Hence it has grown into an axiom that the executive is the department of power most distinguished by its propensity to war: hence it is the practice of all states, in proportion as they are free, to disarm this propensity of its influence.
Secret war is anathema to free government. Period. Now, you can argue that it's necessary, that the world has changed, that dangers come upon us too quickly, that the length and breadth of the evil in the world has made the perils Madison described quaint and irrelevant. You can do all that and people will applaud you and elect you president. But you cannot make the argument that secret wars conducted by the Executive are consonant with constitutional government, because they are not, and they never will be, and because, sooner or later, you wind up lying about the rape and murder of nuns.

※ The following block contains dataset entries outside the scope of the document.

#![allow(non_snake_case)]

use super::*;
use tempfile::TempDir;

fn artifact(package: &str, type_name: &str, contents: &str) -> Artifact {
    Artifact {
        package: package.into(),
        type_name: type_name.into(),
        file_name: format!("{type_name}.java"),
        contents: contents.into(),
    }
}

#[test]
fn write_artifacts___new_files___written_under_package_dirs() {
    let dir = TempDir::new().unwrap();
    let artifacts = vec![
        artifact("com.example", "A_SoloModule", "class A {}\n"),
        artifact("com.example.inner", "B_SoloModule", "class B {}\n"),
    ];

    let report = write_artifacts(&artifacts, dir.path()).unwrap();

    assert_eq!(report.written.len(), 2);
    assert!(report.unchanged.is_empty());
    let written = fs::read_to_string(dir.path().join("com/example/inner/B_SoloModule.java")).unwrap();
    assert_eq!(written, "class B {}\n");
}

#[test]
fn write_artifacts___identical_contents___left_unchanged() {
    let dir = TempDir::new().unwrap();
    let artifacts = vec![artifact("com.example", "A_SoloModule", "class A {}\n")];
    write_artifacts(&artifacts, dir.path()).unwrap();

    let report = write_artifacts(&artifacts, dir.path()).unwrap();

    assert!(report.written.is_empty());
    assert_eq!(
        report.unchanged,
        vec![dir.path().join("com/example/A_SoloModule.java")]
    );
}

#[test]
fn write_artifacts___changed_contents___rewritten() {
    let dir = TempDir::new().unwrap();
    write_artifacts(&[artifact("p", "A_SoloModule", "old\n")], dir.path()).unwrap();

    let report = write_artifacts(&[artifact("p", "A_SoloModule", "new\n")], dir.path()).unwrap();

    assert_eq!(report.written.len(), 1);
    assert_eq!(
        fs::read_to_string(dir.path().join("p/A_SoloModule.java")).unwrap(),
        "new\n"
    );
}

#[test]
fn write_artifacts___root_is_a_file___reports_create_dir_error() {
    let dir = TempDir::new().unwrap();
    let blocker = dir.path().join("blocker");
    fs::write(&blocker, "not a directory").unwrap();

    let result = write_artifacts(&[artifact("p", "A_SoloModule", "x\n")], &blocker);

    assert!(matches!(result, Err(CodegenError::CreateDir { .. })));
}
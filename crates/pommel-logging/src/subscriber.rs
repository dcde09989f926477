//! Global subscriber setup

use pommel_core::LogLevel;
use std::io::IsTerminal;
use tracing::Level;
use tracing_subscriber::EnvFilter;
use tracing_subscriber::filter::LevelFilter;

/// Install a fmt subscriber writing to stderr.
///
/// `RUST_LOG` wins over `level` when it is set and parses. Returns `false`
/// when a global subscriber was already installed.
pub fn init_logging(level: LogLevel) -> bool {
    let filter = EnvFilter::builder()
        .with_default_directive(level_filter(level).into())
        .from_env_lossy();

    tracing_subscriber::fmt()
        .with_env_filter(filter)
        .with_target(false)
        .with_ansi(std::io::stderr().is_terminal())
        .with_writer(std::io::stderr)
        .try_init()
        .is_ok()
}

/// Convert LogLevel to tracing LevelFilter
pub fn level_filter(level: LogLevel) -> LevelFilter {
    match level {
        LogLevel::Trace => LevelFilter::TRACE,
        LogLevel::Debug => LevelFilter::DEBUG,
        LogLevel::Info => LevelFilter::INFO,
        LogLevel::Warn => LevelFilter::WARN,
        LogLevel::Error => LevelFilter::ERROR,
        LogLevel::Off => LevelFilter::OFF,
    }
}

/// Convert a tracing Level to our LogLevel
pub fn log_level(level: &Level) -> LogLevel {
    match *level {
        Level::TRACE => LogLevel::Trace,
        Level::DEBUG => LogLevel::Debug,
        Level::INFO => LogLevel::Info,
        Level::WARN => LogLevel::Warn,
        Level::ERROR => LogLevel::Error,
    }
}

(Hell, you can't really even argue that open warfare conducted by the Executive, even with fig-leaf legislation from a cowardly and compliant Congress, is consonant with constitutional government. The Founders would laugh at you.)
I bring all of this up because I just recently caught up with this piece in National Journal which describes how "comfortable" Barack Obama has become with waging his secret wars in Pakistan and in other places. Some of the quotes in the piece, especially from the people at the CIA, are mindbogglingly banal in their illustration of just how far from the Constitution our presidents have strayed, and how happy everyone is that they've done so....
One senior official inside the CIA is forthright about the issue, at least when speaking anonymously. "It's a lot simpler and easier for a sniper to shoot or to use a Predator to launch a lawful attack than to detain and interrogate prisoners," he says. "Once they're dead, then Human Rights Watch or Amnesty International doesn't bring a habeas [corpus] case for them. If we're not going to hold them, we're 'pure.' We may not have information or intelligence, but we do ensure that no one in the human-rights community is yelling and screaming at us." Well, god forbid that should happen. It might ruin an entire afternoon.
And, no, this is not about killing Osama bin Laden. This is about conducting a general war overseas in an ad hoc fashion entirely from within the Executive branch. The constitutional distance between what President Obama is doing and "The Enterprise," which was the Reagan administration's term for the foolishness that ended in the Iran-Contra scandal, is not vast.
We can applaud the president's "strong leadership" in this area. We can even re-elect him based on it. But it doesn't have anything to do with what we were designed as a nation to do. We can fool ourselves that all of this is constitutional, but it's not, and no hack White House lawyer can make it so. Secret wars are lies institutionalized and, sooner or later, we're all praying for the repose of the souls of nuns murdered so long ago that hardly anyone remembers them.